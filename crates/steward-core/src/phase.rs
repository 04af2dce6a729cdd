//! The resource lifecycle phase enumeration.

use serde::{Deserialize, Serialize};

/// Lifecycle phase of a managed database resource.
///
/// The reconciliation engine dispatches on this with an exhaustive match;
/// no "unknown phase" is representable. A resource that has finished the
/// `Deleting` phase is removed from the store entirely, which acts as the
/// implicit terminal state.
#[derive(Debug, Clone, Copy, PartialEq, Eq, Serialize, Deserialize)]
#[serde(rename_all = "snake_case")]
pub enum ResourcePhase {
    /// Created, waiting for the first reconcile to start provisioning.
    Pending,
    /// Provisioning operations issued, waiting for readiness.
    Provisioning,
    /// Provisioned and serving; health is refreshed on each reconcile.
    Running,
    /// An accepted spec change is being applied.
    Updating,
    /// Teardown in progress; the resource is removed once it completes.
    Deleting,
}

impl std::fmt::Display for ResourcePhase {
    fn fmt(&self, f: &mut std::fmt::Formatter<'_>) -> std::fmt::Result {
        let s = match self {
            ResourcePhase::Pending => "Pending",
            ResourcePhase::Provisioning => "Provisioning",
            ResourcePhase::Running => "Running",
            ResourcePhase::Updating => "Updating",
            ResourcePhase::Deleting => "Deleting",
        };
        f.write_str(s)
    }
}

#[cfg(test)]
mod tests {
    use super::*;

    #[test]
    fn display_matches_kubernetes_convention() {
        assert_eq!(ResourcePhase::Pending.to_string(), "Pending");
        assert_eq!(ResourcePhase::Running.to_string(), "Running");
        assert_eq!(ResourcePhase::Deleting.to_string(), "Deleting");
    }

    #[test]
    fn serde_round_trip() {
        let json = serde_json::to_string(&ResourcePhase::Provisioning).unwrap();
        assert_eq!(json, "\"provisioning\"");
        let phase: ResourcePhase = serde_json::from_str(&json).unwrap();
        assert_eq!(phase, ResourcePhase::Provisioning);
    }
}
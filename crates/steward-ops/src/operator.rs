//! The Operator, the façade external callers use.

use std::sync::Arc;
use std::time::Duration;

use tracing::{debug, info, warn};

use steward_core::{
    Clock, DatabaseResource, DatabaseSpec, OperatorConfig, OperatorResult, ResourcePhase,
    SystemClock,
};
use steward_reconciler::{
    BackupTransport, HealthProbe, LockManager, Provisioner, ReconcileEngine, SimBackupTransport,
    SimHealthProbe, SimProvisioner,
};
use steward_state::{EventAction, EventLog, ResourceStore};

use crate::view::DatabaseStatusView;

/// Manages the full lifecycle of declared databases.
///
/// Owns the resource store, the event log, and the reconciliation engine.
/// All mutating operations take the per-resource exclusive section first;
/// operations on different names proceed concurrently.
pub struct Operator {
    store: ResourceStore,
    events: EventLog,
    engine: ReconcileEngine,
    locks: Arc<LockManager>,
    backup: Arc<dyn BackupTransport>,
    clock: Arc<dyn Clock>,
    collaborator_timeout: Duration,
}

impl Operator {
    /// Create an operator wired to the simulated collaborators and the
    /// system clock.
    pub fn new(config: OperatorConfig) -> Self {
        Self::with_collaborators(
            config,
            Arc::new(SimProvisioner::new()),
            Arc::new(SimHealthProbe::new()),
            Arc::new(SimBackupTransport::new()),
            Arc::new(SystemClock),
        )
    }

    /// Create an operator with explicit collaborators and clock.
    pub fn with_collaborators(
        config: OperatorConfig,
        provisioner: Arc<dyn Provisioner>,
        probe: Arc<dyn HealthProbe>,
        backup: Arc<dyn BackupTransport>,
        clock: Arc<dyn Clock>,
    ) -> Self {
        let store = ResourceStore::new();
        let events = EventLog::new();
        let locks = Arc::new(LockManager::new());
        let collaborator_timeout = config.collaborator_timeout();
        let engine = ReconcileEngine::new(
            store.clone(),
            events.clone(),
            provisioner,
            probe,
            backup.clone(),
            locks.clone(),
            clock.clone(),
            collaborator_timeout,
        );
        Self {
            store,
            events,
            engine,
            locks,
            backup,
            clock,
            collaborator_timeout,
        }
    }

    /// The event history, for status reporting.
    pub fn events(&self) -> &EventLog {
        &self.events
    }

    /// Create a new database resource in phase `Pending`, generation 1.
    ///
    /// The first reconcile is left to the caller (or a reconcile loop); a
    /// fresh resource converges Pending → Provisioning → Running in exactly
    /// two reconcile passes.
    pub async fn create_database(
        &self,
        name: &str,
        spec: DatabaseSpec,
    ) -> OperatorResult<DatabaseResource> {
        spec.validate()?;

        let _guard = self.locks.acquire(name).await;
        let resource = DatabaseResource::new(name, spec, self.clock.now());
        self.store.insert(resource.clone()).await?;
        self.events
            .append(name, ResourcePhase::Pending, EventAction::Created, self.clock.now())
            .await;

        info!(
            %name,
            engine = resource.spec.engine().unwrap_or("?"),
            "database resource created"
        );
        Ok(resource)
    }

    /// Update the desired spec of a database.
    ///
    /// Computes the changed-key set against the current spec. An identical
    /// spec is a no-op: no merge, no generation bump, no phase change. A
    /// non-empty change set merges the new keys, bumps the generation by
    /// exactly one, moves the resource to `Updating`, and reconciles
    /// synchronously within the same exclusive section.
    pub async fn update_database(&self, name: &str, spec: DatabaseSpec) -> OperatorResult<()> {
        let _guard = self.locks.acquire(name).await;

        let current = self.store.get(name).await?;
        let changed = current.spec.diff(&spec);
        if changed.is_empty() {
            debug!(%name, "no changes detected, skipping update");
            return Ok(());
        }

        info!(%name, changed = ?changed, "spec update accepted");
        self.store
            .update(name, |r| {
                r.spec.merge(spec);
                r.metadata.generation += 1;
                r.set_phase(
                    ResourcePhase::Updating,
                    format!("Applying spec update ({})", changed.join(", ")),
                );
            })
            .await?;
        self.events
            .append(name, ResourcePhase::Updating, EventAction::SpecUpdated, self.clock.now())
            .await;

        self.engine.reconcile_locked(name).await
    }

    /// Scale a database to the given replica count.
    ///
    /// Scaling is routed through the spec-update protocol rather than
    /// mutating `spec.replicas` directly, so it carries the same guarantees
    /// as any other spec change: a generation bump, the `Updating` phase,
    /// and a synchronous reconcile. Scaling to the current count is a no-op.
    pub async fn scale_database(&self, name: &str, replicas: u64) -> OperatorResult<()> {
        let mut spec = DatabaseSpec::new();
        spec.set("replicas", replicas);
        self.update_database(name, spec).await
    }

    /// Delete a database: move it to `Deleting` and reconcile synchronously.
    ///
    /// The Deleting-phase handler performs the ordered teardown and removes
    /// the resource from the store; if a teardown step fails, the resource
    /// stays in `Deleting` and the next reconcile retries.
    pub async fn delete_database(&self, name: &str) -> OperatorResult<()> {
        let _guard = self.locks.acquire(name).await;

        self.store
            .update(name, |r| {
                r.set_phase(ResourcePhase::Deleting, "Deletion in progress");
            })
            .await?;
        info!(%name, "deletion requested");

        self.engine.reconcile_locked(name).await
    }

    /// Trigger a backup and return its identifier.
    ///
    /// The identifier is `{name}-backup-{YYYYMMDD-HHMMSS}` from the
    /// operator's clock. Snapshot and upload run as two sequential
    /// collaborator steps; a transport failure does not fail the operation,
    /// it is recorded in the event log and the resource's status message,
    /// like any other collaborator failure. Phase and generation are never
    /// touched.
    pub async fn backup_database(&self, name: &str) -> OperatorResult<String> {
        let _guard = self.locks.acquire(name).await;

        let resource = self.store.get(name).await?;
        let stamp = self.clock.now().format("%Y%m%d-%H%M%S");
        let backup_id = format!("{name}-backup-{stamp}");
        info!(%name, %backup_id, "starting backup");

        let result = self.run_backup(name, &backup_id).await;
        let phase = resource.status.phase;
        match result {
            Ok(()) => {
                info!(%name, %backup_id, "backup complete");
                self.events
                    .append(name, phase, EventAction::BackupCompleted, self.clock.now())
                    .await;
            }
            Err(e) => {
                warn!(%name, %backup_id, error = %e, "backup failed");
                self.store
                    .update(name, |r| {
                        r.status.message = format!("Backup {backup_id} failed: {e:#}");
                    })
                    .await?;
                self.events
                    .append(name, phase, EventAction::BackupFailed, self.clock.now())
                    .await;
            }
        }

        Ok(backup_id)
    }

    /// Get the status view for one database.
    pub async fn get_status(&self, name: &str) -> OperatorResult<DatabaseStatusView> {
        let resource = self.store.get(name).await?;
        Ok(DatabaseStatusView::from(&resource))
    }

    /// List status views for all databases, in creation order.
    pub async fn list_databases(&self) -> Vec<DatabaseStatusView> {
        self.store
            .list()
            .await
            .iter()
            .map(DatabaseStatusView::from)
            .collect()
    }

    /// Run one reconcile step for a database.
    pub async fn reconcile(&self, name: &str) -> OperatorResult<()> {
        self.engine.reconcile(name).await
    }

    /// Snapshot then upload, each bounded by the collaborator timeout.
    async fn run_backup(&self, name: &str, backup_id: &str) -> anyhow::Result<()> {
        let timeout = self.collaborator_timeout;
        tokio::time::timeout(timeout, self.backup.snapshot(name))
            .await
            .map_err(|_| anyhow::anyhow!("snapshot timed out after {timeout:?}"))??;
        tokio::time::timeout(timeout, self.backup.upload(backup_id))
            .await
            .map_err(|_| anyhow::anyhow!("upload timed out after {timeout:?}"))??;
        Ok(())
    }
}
^^^^
Only a number is wanted: how many lines of the material include the word "SimHealthProbe".

2